Según el EI urge que los musulmanes se decidan a abandonar el mundo occidental y a pertenecer  al califato de un modo neto, destruyendo toda posibilidad de diálogo. En esta ruptura maduró el gesto de Adel Kermiche, de 19 años de edad, uno de los que atacaron la iglesia, que fue muerto por la policía. Las iglesias, con su acogida a todos, y el dolor de los musulmanes por las víctimas cristianos son parte de esta “zona gris”, son el objetivo que el EI se propone abatir, pero también conforman la base para la reconstrucción de la sociedad, un elemento de resistencia a la barbarie, incluso a aquella predicada en nombre de Dios.

 

Una vez más, las fuerzas oscurantistas asestan un golpe, y esta vez ha sido asesinado un sacerdote.

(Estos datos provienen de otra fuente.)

//! Terminal setup and teardown with panic safety.

use std::io::{self, Stdout};
use std::panic;
use std::cell::Cell;
use std::time::Duration;

use crossterm::{
    cursor,
    event::{self, DisableMouseCapture, EnableMouseCapture, Event},
    execute,
    terminal::{self, EnterAlternateScreen, LeaveAlternateScreen},
};
use log::warn;

/// Set while the table renders rows. Column panics raised then are caught
/// by the row renderer, so the hook must leave the screen alone.
thread_local! {
    static RENDERING: Cell<bool> = const { Cell::new(false) };
}

struct RenderingFlag;

impl Drop for RenderingFlag {
    fn drop(&mut self) {
        RENDERING.set(false);
    }
}

/// Run `f` with panics logged instead of restoring the terminal.
///
/// A panic that escapes `f` still restores the terminal through
/// [`TerminalGuard`]'s `Drop` while unwinding.
pub fn with_caught_panics<R>(f: impl FnOnce() -> R) -> R {
    RENDERING.set(true);
    let _flag = RenderingFlag;
    f()
}

/// Raw-mode alternate screen that is restored on drop and on panic.
pub struct TerminalGuard {
    stdout: Stdout,
}

impl TerminalGuard {
    pub fn new() -> io::Result<Self> {
        let original_hook = panic::take_hook();
        panic::set_hook(Box::new(move |panic_info| {
            if RENDERING.get() {
                warn!("Panic while rendering rows: {}", panic_info);
                return;
            }
            let _ = restore_terminal();
            original_hook(panic_info);
        }));

        terminal::enable_raw_mode()?;
        let mut stdout = io::stdout();
        execute!(
            stdout,
            EnterAlternateScreen,
            cursor::Hide,
            EnableMouseCapture
        )?;

        Ok(Self { stdout })
    }

    pub fn stdout(&mut self) -> &mut Stdout {
        &mut self.stdout
    }

    /// Terminal size as `(columns, rows)`.
    pub fn size(&self) -> io::Result<(u16, u16)> {
        terminal::size()
    }

    /// Wait up to `timeout` for an event, then drain everything else that is
    /// already pending so the caller can handle a burst in one pass.
    pub fn poll(&self, timeout: Duration) -> io::Result<Vec<Event>> {
        let mut events = Vec::new();
        if event::poll(timeout)? {
            events.push(event::read()?);
            while event::poll(Duration::ZERO)? {
                events.push(event::read()?);
            }
        }
        Ok(events)
    }
}

impl Drop for TerminalGuard {
    fn drop(&mut self) {
        let _ = restore_terminal();
    }
}

fn restore_terminal() -> io::Result<()> {
    execute!(
        io::stdout(),
        DisableMouseCapture,
        cursor::Show,
        LeaveAlternateScreen
    )?;
    terminal::disable_raw_mode()
}

#[cfg(test)]
mod tests {
    use super::*;

    #[test]
    fn test_rendering_flag_scoped_to_closure() {
        assert!(!RENDERING.get());
        assert!(with_caught_panics(|| RENDERING.get()));
        assert!(!RENDERING.get());

        let escaped =
            panic::catch_unwind(|| with_caught_panics::<()>(|| panic!("cell exploded")));
        assert!(escaped.is_err());
        assert!(!RENDERING.get());
    }
}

De modo salvaje, él fue decapitado en nombre de Dios. Para cometer semejante acto, se precisa ser un integrista, un fundamentalista, un energúmeno…No hay que tener miedo de decirlo.  El islamismo es el mal del siglo. Es una enfermedad que no solamente es capaz de cambiar las técnicas para el asesinato, sino también de “mejorarlas” para asesinar incluso más.

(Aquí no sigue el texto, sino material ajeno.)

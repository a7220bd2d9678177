//! Vertical scroll state for the table body.
//!
//! Offsets and heights are in the same unit as the row height (terminal rows
//! for a terminal host, pixels for a graphical one).

/// A scroll action reported by the host.
#[derive(Debug, Clone, Copy, PartialEq, Eq)]
pub enum ScrollRequest {
    /// Scroll by a relative amount (positive = down).
    Delta(i64),
    /// Scroll to an absolute offset.
    ToOffset(u32),
    /// Scroll the minimum amount that makes the row at this index fully visible.
    IntoView(usize),
    /// Scroll up by one viewport.
    PageUp,
    /// Scroll down by one viewport.
    PageDown,
    /// Scroll to the top.
    Home,
    /// Scroll to the bottom.
    End,
}

/// Scroll offset, viewport and content size for fixed-height rows.
#[derive(Debug, Clone, Default, PartialEq, Eq)]
pub struct ScrollState {
    /// Current offset from the top of the content.
    pub offset: u32,
    /// Height of the visible body area.
    pub viewport: u32,
    /// Total content height (`item_count * item_height`, saturated).
    pub content_height: u32,
    item_height: u32,
}

impl ScrollState {
    pub fn new(item_height: u32, viewport: u32) -> Self {
        Self {
            offset: 0,
            viewport,
            content_height: 0,
            item_height,
        }
    }

    pub fn item_height(&self) -> u32 {
        self.item_height
    }

    /// Maximum scroll offset (`content_height - viewport`).
    pub fn max_offset(&self) -> u32 {
        self.content_height.saturating_sub(self.viewport)
    }

    /// Current scroll progress (0.0 = top, 1.0 = bottom).
    pub fn progress(&self) -> f32 {
        let max = self.max_offset();
        if max == 0 {
            0.0
        } else {
            self.offset as f32 / max as f32
        }
    }

    /// Whether content exceeds the viewport.
    pub fn can_scroll(&self) -> bool {
        self.content_height > self.viewport
    }

    /// Set the viewport height, clamping the offset.
    pub fn set_viewport(&mut self, height: u32) {
        self.viewport = height;
        self.offset = self.offset.min(self.max_offset());
    }

    /// Update content height from the row count, clamping the offset if the
    /// content shrank.
    pub fn set_item_count(&mut self, count: usize) {
        let height = (count as u64).saturating_mul(u64::from(self.item_height));
        self.content_height = u32::try_from(height).unwrap_or(u32::MAX);
        self.offset = self.offset.min(self.max_offset());
    }

    /// Apply a scroll request. Returns true if the offset changed.
    pub fn apply(&mut self, request: ScrollRequest) -> bool {
        let old = self.offset;
        let max = self.max_offset();

        self.offset = match request {
            ScrollRequest::Delta(d) => (i64::from(self.offset) + d).clamp(0, i64::from(max)) as u32,
            ScrollRequest::ToOffset(o) => o.min(max),
            ScrollRequest::IntoView(index) => self.offset_for_index(index).min(max),
            ScrollRequest::PageUp => self.offset.saturating_sub(self.viewport),
            ScrollRequest::PageDown => self.offset.saturating_add(self.viewport).min(max),
            ScrollRequest::Home => 0,
            ScrollRequest::End => max,
        };

        self.offset != old
    }

    fn offset_for_index(&self, index: usize) -> u32 {
        let h = u64::from(self.item_height);
        let top = (index as u64).saturating_mul(h);
        let bottom = top.saturating_add(h);
        let offset = u64::from(self.offset);
        let viewport = u64::from(self.viewport);

        let target = if top < offset {
            top
        } else if bottom > offset + viewport {
            bottom.saturating_sub(viewport)
        } else {
            offset
        };
        u32::try_from(target).unwrap_or(u32::MAX)
    }

    /// Scrollbar thumb position and length for a track of `track` cells.
    ///
    /// Returns `None` when the content fits in the viewport.
    pub fn thumb(&self, track: u16) -> Option<(u16, u16)> {
        if !self.can_scroll() || track == 0 {
            return None;
        }
        let track_f = f32::from(track);
        let len = ((self.viewport as f32 / self.content_height as f32) * track_f)
            .round()
            .clamp(1.0, track_f) as u16;
        let start = ((track - len) as f32 * self.progress()).round() as u16;
        Some((start, len))
    }
}
//! Virtualized table engine.
//!
//! Renders only the rows inside the viewport, keeps header and rows on one
//! shared column layout, and tracks selection by key independently of which
//! rows are materialized.

pub mod column;
pub mod config;
pub mod display;
pub mod error;
pub mod frame;
pub mod layout;
pub mod row;
pub mod scroll;
pub mod selection;
pub mod table;
pub mod text;
pub mod window;

pub use column::{Alignment, ColumnDef};
pub use config::TableConfig;
pub use display::DisplayState;
pub use error::{CellError, ConfigError, RenderFault};
pub use frame::{Body, Frame, Header, HeaderCell, Line, LineKind, SortDirection, SortState};
pub use layout::{Layout, ResolvedColumn, compute_layout};
pub use row::{RowBody, RowVisual};
pub use scroll::{ScrollRequest, ScrollState};
pub use selection::{AggregateState, SelectionDelta, SelectionModel, SelectionSnapshot};
pub use table::VirtualizedTable;
pub use window::{VisibleRange, compute_visible_range, with_overscan};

Como joven musulmán que soy, hago un llamamiento a todos los musulmanes que no adhieren a esa ideología, a combatir esta ideología con todos los medios posibles. Es una ideología que constituye, ante todo, un peligro para ellos mismos.  Recientemente, en Afganistán, los mercenarios de esta ideología cometieron un genocidio: 70 musulmanes fueron asesinados.  Unos días antes, en Irak, más de 200 personas fueron masacradas. Esta ideología ha superado todo límite. Incluso ha atacado los lugares sagrados del islam: Medina, y esto ocurrió incluso antes de atacar una iglesia de los cristianos. Es tiempo de que los musulmanes se muevan.  

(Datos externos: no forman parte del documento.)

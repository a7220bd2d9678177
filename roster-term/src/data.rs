//! Generated attendance records for the demo.

use std::cmp::Ordering;
use std::fmt;

use roster::{Alignment, CellError, ColumnDef, SortDirection, SortState};

const FIRST_NAMES: &[&str] = &[
    "Ada", "Grace", "Linus", "Margaret", "Dennis", "Barbara", "Ken", "Frances", "Edsger",
    "Radia", "Alan", "Hedy", "Niklaus", "Sophie", "Tim", "Katherine", "Guido", "Annie",
    "Bjarne", "Mary",
];

const LAST_NAMES: &[&str] = &[
    "Lovelace", "Hopper", "Torvalds", "Hamilton", "Ritchie", "Liskov", "Thompson", "Allen",
    "Dijkstra", "Perlman", "Turing", "Lamarr", "Wirth", "Wilson", "Berners-Lee", "Johnson",
    "van Rossum", "Easley", "Stroustrup", "Keller",
];

const DEPARTMENTS: &[&str] = &[
    "Engineering",
    "Operations",
    "Finance",
    "Support",
    "Research",
    "Logistics",
];

#[derive(Debug, Clone, Copy, PartialEq, Eq)]
pub enum Status {
    Present,
    Remote,
    Leave,
    Absent,
}

impl fmt::Display for Status {
    fn fmt(&self, f: &mut fmt::Formatter<'_>) -> fmt::Result {
        let label = match self {
            Status::Present => "present",
            Status::Remote => "remote",
            Status::Leave => "leave",
            Status::Absent => "absent",
        };
        f.write_str(label)
    }
}

/// One employee's attendance for the day.
#[derive(Debug, Clone)]
pub struct Attendance {
    pub id: u32,
    pub name: String,
    pub department: &'static str,
    pub status: Status,
    /// Missing when no timesheet was submitted.
    pub hours: Option<f32>,
}

/// Deterministic dataset of `count` records.
pub fn generate(count: usize) -> Vec<Attendance> {
    (0..count)
        .map(|i| {
            let id = u32::try_from(i).unwrap_or(u32::MAX);
            // Mix the index so neighbouring rows do not look alike.
            let mix = id.wrapping_mul(2_654_435_761);
            let first = FIRST_NAMES[(mix >> 3) as usize % FIRST_NAMES.len()];
            let last = LAST_NAMES[(mix >> 11) as usize % LAST_NAMES.len()];
            let status = match (mix >> 19) % 10 {
                0..=5 => Status::Present,
                6 | 7 => Status::Remote,
                8 => Status::Leave,
                _ => Status::Absent,
            };
            let hours = match status {
                _ if id % 97 == 13 => None,
                Status::Present | Status::Remote => Some(6.0 + ((mix >> 7) % 9) as f32 * 0.5),
                Status::Leave | Status::Absent => Some(0.0),
            };
            Attendance {
                id,
                name: format!("{} {}", first, last),
                department: DEPARTMENTS[(mix >> 23) as usize % DEPARTMENTS.len()],
                status,
                hours,
            }
        })
        .collect()
}

/// Column set for the attendance table.
pub fn columns() -> Vec<ColumnDef<Attendance>> {
    vec![
        ColumnDef::new("id", "ID", |a: &Attendance, _| format!("#{}", a.id))
            .width(8)
            .align(Alignment::Right),
        ColumnDef::new("name", "Name", |a: &Attendance, _| a.name.clone())
            .min_width(12)
            .sortable(),
        ColumnDef::new("department", "Department", |a: &Attendance, _| a.department)
            .min_width(10)
            .sortable(),
        ColumnDef::new("status", "Status", |a: &Attendance, _| a.status.to_string())
            .width(9)
            .align(Alignment::Center),
        ColumnDef::try_new("hours", "Hours", |a: &Attendance, _| match a.hours {
            Some(hours) => Ok(format!("{:.1}", hours)),
            None => Err(CellError::new(format!("no timesheet for #{}", a.id))),
        })
        .width(7)
        .align(Alignment::Right)
        .sortable(),
    ]
}

/// Reorder `data` to match `sort`. Without a sort the data goes back to id
/// order.
pub fn apply_sort(data: &mut [Attendance], sort: Option<&SortState>) {
    let Some(sort) = sort else {
        data.sort_by_key(|a| a.id);
        return;
    };

    let compare = |a: &Attendance, b: &Attendance| -> Ordering {
        let primary = match sort.key.as_str() {
            "name" => a.name.cmp(&b.name),
            "department" => a.department.cmp(b.department),
            "hours" => a
                .hours
                .unwrap_or(-1.0)
                .total_cmp(&b.hours.unwrap_or(-1.0)),
            _ => Ordering::Equal,
        };
        primary.then(a.id.cmp(&b.id))
    };

    match sort.direction {
        SortDirection::Ascending => data.sort_by(compare),
        SortDirection::Descending => data.sort_by(|a, b| compare(b, a)),
    }
}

Todas mis condolencias para las familias cristianas que están de luto. 

                                                                                                                                                           Kamel Abderrahmani

 

 

Acabo de saber acerca del odioso ataque que han sufrido nuestros hermanos católicos, así como del asesinato de nuestro hermano sacerdote de Ruan. Presento mis condolencias a las familias de las víctimas y a la comunidad católica de Francia y del mundo entero.

Es un ataque contra nuestros hermanos católicos, contra Francia, contra la unión nacional y contra el islam y los musulmanes… Condeno con firmeza este ataque horrible ocurrido en un lugar santo, (un lugar que) es respetado por la religión musulmana y por todas las religiones. La situación se torna cada vez más trágica y difícil. Pido a todos los franceses que estén vigilantes, conscientes, y permanecer unidos.   Pido a todos los imanes y a los responsables musulmanes, sin excepción, reunirse, poner a un lado los conflictos, y reaccionar con fuerza, condenando con firmeza y con claridad este acto inhumano, y permanecer conscientes,  para que el islam no sea un rehén en manos de los extremistas y de los ignorantes.